Peran dalam Penyebaran Agama Islam
Kiai Nursalim dikenal sebagai ulama yang alim, bijaksana, dan memiliki pengetahuan agama yang luas. Beliau aktif berdakwah dan menyebarkan ajaran Islam di wilayah Ponorogo dan sekitarnya. Peran beliau sangat penting dalam perkembangan agama Islam di daerah tersebut. Selain sebagai penyiar agama, Kiai Nursalim juga berperan sebagai pendidik dan pembimbing masyarakat.
Hubungan dengan Kiai Ageng Besari
Salah satu aspek penting dari biografi Kiai Nursalim adalah hubungannya dengan Kiai Ageng Muhammad Besari.

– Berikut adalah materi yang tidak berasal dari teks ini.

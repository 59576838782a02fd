// src/infrastructure/http.rs
// Shared HTTPS transport with a per-call deadline

use std::time::Duration;

use hyper::body::Bytes;
use hyper::client::HttpConnector;
use hyper::{Body, Client, Method, Request, StatusCode};
use hyper_tls::HttpsConnector;
use thiserror::Error;
use tower::{ServiceBuilder, ServiceExt};
use url::form_urlencoded;

#[derive(Error, Debug, Clone, PartialEq)]
pub enum TransportError {
    #[error("request timed out after {0:?}")]
    Timeout(Duration),

    #[error("HTTP {status}: {body}")]
    Status { status: u16, body: String },

    #[error("transport error: {0}")]
    Http(String),

    #[error("invalid request: {0}")]
    InvalidRequest(String),
}

/// Response status and body as read off the wire.
#[derive(Debug, Clone)]
pub struct HttpResponse {
    pub status: StatusCode,
    pub body: Bytes,
}

impl HttpResponse {
    pub fn text(&self) -> String {
        String::from_utf8_lossy(&self.body).into_owned()
    }

    pub fn json(&self) -> Result<serde_json::Value, TransportError> {
        serde_json::from_slice(&self.body)
            .map_err(|e| TransportError::Http(format!("invalid JSON body: {}", e)))
    }

    /// Fail on any non-2xx status, keeping the body for diagnostics.
    pub fn error_for_status(self) -> Result<Self, TransportError> {
        if self.status.is_success() {
            Ok(self)
        } else {
            Err(TransportError::Status {
                status: self.status.as_u16(),
                body: self.text(),
            })
        }
    }
}

/// Thin wrapper over a hyper client. Every exchange (send plus body read)
/// is bounded by `timeout`.
#[derive(Clone)]
pub struct HttpTransport {
    client: Client<HttpsConnector<HttpConnector>>,
    timeout: Duration,
}

impl HttpTransport {
    pub fn new(timeout: Duration) -> Self {
        let client = Client::builder().build::<_, Body>(HttpsConnector::new());
        Self { client, timeout }
    }

    pub async fn get(&self, url: &str, headers: &[(&str, String)]) -> Result<HttpResponse, TransportError> {
        let request = build_request(Method::GET, url, headers, None, Body::empty())?;
        self.execute(request).await
    }

    /// POST an `application/x-www-form-urlencoded` body.
    pub async fn post_form(
        &self,
        url: &str,
        headers: &[(&str, String)],
        form: &[(&str, String)],
    ) -> Result<HttpResponse, TransportError> {
        let body = encode_form(form);
        let request = build_request(
            Method::POST,
            url,
            headers,
            Some("application/x-www-form-urlencoded"),
            Body::from(body),
        )?;
        self.execute(request).await
    }

    pub async fn send_json(
        &self,
        method: Method,
        url: &str,
        headers: &[(&str, String)],
        payload: &serde_json::Value,
    ) -> Result<HttpResponse, TransportError> {
        let body = serde_json::to_vec(payload)
            .map_err(|e| TransportError::InvalidRequest(e.to_string()))?;
        let request = build_request(method, url, headers, Some("application/json"), Body::from(body))?;
        self.execute(request).await
    }

    async fn execute(&self, request: Request<Body>) -> Result<HttpResponse, TransportError> {
        let client = self.client.clone();
        let service = ServiceBuilder::new()
            .timeout(self.timeout)
            .service_fn(move |request: Request<Body>| {
                let client = client.clone();
                async move {
                    let response = client.request(request).await?;
                    let status = response.status();
                    let body = hyper::body::to_bytes(response.into_body()).await?;
                    Ok::<_, hyper::Error>(HttpResponse { status, body })
                }
            });

        service.oneshot(request).await.map_err(|e| {
            if e.is::<tower::timeout::error::Elapsed>() {
                TransportError::Timeout(self.timeout)
            } else {
                TransportError::Http(e.to_string())
            }
        })
    }
}

fn build_request(
    method: Method,
    url: &str,
    headers: &[(&str, String)],
    content_type: Option<&str>,
    body: Body,
) -> Result<Request<Body>, TransportError> {
    let mut builder = Request::builder().method(method).uri(url);
    for (name, value) in headers {
        builder = builder.header(*name, value.as_str());
    }
    if let Some(content_type) = content_type {
        builder = builder.header(hyper::header::CONTENT_TYPE, content_type);
    }
    builder
        .body(body)
        .map_err(|e| TransportError::InvalidRequest(e.to_string()))
}

pub fn encode_form(form: &[(&str, String)]) -> String {
    let mut serializer = form_urlencoded::Serializer::new(String::new());
    for (key, value) in form {
        serializer.append_pair(key, value);
    }
    serializer.finish()
}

Kiai Nursalim adalah ayah dari istri Kiai Ageng Besari. Pernikahan ini semakin memperkuat jaringan keilmuan dan keagamaan di wilayah Ponorogo. Kiai Ageng Besari sendiri dikenal sebagai tokoh yang mendirikan Pondok Pesantren Tegalsari, yang memiliki pengaruh besar dalam sejarah pendidikan Islam di Jawa.
Makam dan Penghormatan
Makam Kiai Nursalim terletak di Dusun Mantub, Desa Ngasinan, Kecamatan Jetis, Kabupaten Ponorogo. Lokasinya berjarak sekitar 3 km ke arah selatan dari perempatan Jetis. Makam beliau sering diziarahi oleh masyarakat yang ingin berdoa dan menghormati jasa-jasanya dalam penyebaran agama Islam. Menurut Kiai Suyadi makam Mbah Mantub dulu sangat sederhana, dipinggir sungai Mantub, ada pundung ditengahnya dengan cungkup kecil. Karena sering terjadi banjir makam beliau direhat seperti sekarang ini.